Adjusting Risk Exposures
- Risk management requires continuous adjustment of risk exposures through modifying transactions according to target ranges.
- The process involves identifying, pricing, and executing appropriate trades.
Risk Management Practices
- Essential practices include defining risk tolerance, identifying risks, and measuring them effectively.
- Risk management focuses on adjusting levels rather than eliminating risk entirely.
Risk Governance
- Establishes overall policies and standards in risk management, emphasizing transparency and accountability.
- Governance can be centralized under one risk management group or decentralized to individual business units.

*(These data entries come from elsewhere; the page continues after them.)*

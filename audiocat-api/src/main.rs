//! audiocat-api - audio upload and catalog service
//!
//! Startup sequence: parse arguments, load config, init tracing, log build
//! identification, create directories, open the catalog database, serve until
//! Ctrl+C or SIGTERM, then close the database.

use std::path::PathBuf;

use anyhow::{Context, Result};
use audiocat_api::{build_router, db, AppState};
use audiocat_common::config::{CliOverrides, CompiledDefaults, ServiceConfig, TomlConfig};
use clap::Parser;
use tokio::signal;
use tracing::info;
use tracing_subscriber::{layer::SubscriberExt, util::SubscriberInitExt, EnvFilter};

/// Command-line arguments for audiocat-api
#[derive(Parser, Debug)]
#[command(name = "audiocat-api")]
#[command(about = "Audio upload and catalog service")]
#[command(version)]
struct Args {
    /// Root folder for the database and uploads
    #[arg(short, long, env = "AUDIOCAT_ROOT_FOLDER")]
    root_folder: Option<PathBuf>,

    /// Directory for uploaded files (default: <root>/uploads)
    #[arg(long, env = "AUDIOCAT_STORAGE_DIR")]
    storage_dir: Option<PathBuf>,

    /// SQLite catalog file (default: <root>/audiocat.db)
    #[arg(long, env = "AUDIOCAT_DATABASE")]
    database: Option<PathBuf>,

    /// Address to bind
    #[arg(short, long, env = "AUDIOCAT_BIND")]
    bind: Option<String>,

    /// Port to listen on
    #[arg(short, long, env = "AUDIOCAT_PORT")]
    port: Option<u16>,

    /// TOML config file
    #[arg(short, long, env = "AUDIOCAT_CONFIG")]
    config: Option<PathBuf>,

    /// Log level (overridden by RUST_LOG)
    #[arg(long, env = "AUDIOCAT_LOG_LEVEL")]
    log_level: Option<String>,
}

impl Args {
    fn into_overrides(self) -> CliOverrides {
        CliOverrides {
            root_folder: self.root_folder,
            storage_dir: self.storage_dir,
            database_path: self.database,
            bind: self.bind,
            port: self.port,
            log_level: self.log_level,
        }
    }
}

#[tokio::main]
async fn main() -> Result<()> {
    let args = Args::parse();

    // The log level may come from the config file, so tracing starts after it
    // is read and the file status is reported afterwards
    let (file_config, file_status) = TomlConfig::load_or_default(args.config.as_deref());
    let config = ServiceConfig::resolve(
        args.into_overrides(),
        file_config,
        CompiledDefaults::for_current_platform(),
    );

    tracing_subscriber::registry()
        .with(
            EnvFilter::try_from_default_env()
                .unwrap_or_else(|_| format!("{},tower_http=debug", config.log_level).into()),
        )
        .with(tracing_subscriber::fmt::layer())
        .init();

    info!(
        "Starting audiocat-api v{} [{}] built {} ({})",
        env!("CARGO_PKG_VERSION"),
        env!("GIT_HASH"),
        env!("BUILD_TIMESTAMP"),
        env!("BUILD_PROFILE")
    );
    file_status.log();

    config
        .ensure_directories()
        .context("Failed to create root folder or storage directory")?;
    info!("Storage directory: {}", config.storage_dir.display());
    info!("Database path: {}", config.database_path.display());
    info!("Duplicate policy: {:?}", config.duplicate_policy);

    let pool = db::init_database(&config.database_path)
        .await
        .context("Failed to initialize catalog database")?;
    info!("✓ Catalog database ready");

    let state = AppState::new(pool.clone(), config.storage_dir.clone(), config.duplicate_policy)
        .with_max_upload_bytes(config.max_upload_bytes);
    let app = build_router(state);

    let addr = config.socket_addr()?;
    let listener = tokio::net::TcpListener::bind(addr)
        .await
        .with_context(|| format!("Failed to bind to {}", addr))?;
    info!("audiocat-api listening on http://{}", addr);
    info!("Health check: http://{}/health", addr);

    axum::serve(listener, app)
        .with_graceful_shutdown(shutdown_signal())
        .await
        .context("Server error")?;

    pool.close().await;
    info!("Server shutdown complete");
    Ok(())
}

/// Graceful shutdown signal handler
async fn shutdown_signal() {
    let ctrl_c = async {
        if let Err(e) = signal::ctrl_c().await {
            tracing::error!("Failed to install Ctrl+C handler: {}", e);
            std::future::pending::<()>().await;
        }
    };

    #[cfg(unix)]
    let terminate = async {
        match signal::unix::signal(signal::unix::SignalKind::terminate()) {
            Ok(mut sig) => {
                sig.recv().await;
            }
            Err(e) => {
                tracing::error!("Failed to install SIGTERM handler: {}", e);
                std::future::pending::<()>().await;
            }
        }
    };

    #[cfg(not(unix))]
    let terminate = std::future::pending::<()>();

    tokio::select! {
        _ = ctrl_c => {
            info!("Received Ctrl+C, shutting down");
        },
        _ = terminate => {
            info!("Received terminate signal, shutting down");
        },
    }
}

Centralized vs. Decentralized Risk Management
- Centralized System: One group controls corporate risk oversight, providing a comprehensive view of enterprise risk. Known as Enterprise Risk Management (ERM).
- Decentralized System: Individual managers handle risk in their units, enabling tailored risk management close to operations.
Features of Effective ERM
- Involves identifying risk factors, quantifying exposure financially, and estimating risks to derive comprehensive insights.
- Requires periodic reporting and compliance monitoring to align risk profiles with business opportunities and constraints.
- Centralized data warehouses store critical risk information, enhancing operational efficiency.
Steps in Effective ERM
- Identify risks.
- Quantify exposure in monetary terms.
- Map inputs into risk estimations.
- Report on risks to senior management regularly.
- Monitor adherence to established risk limits and policies.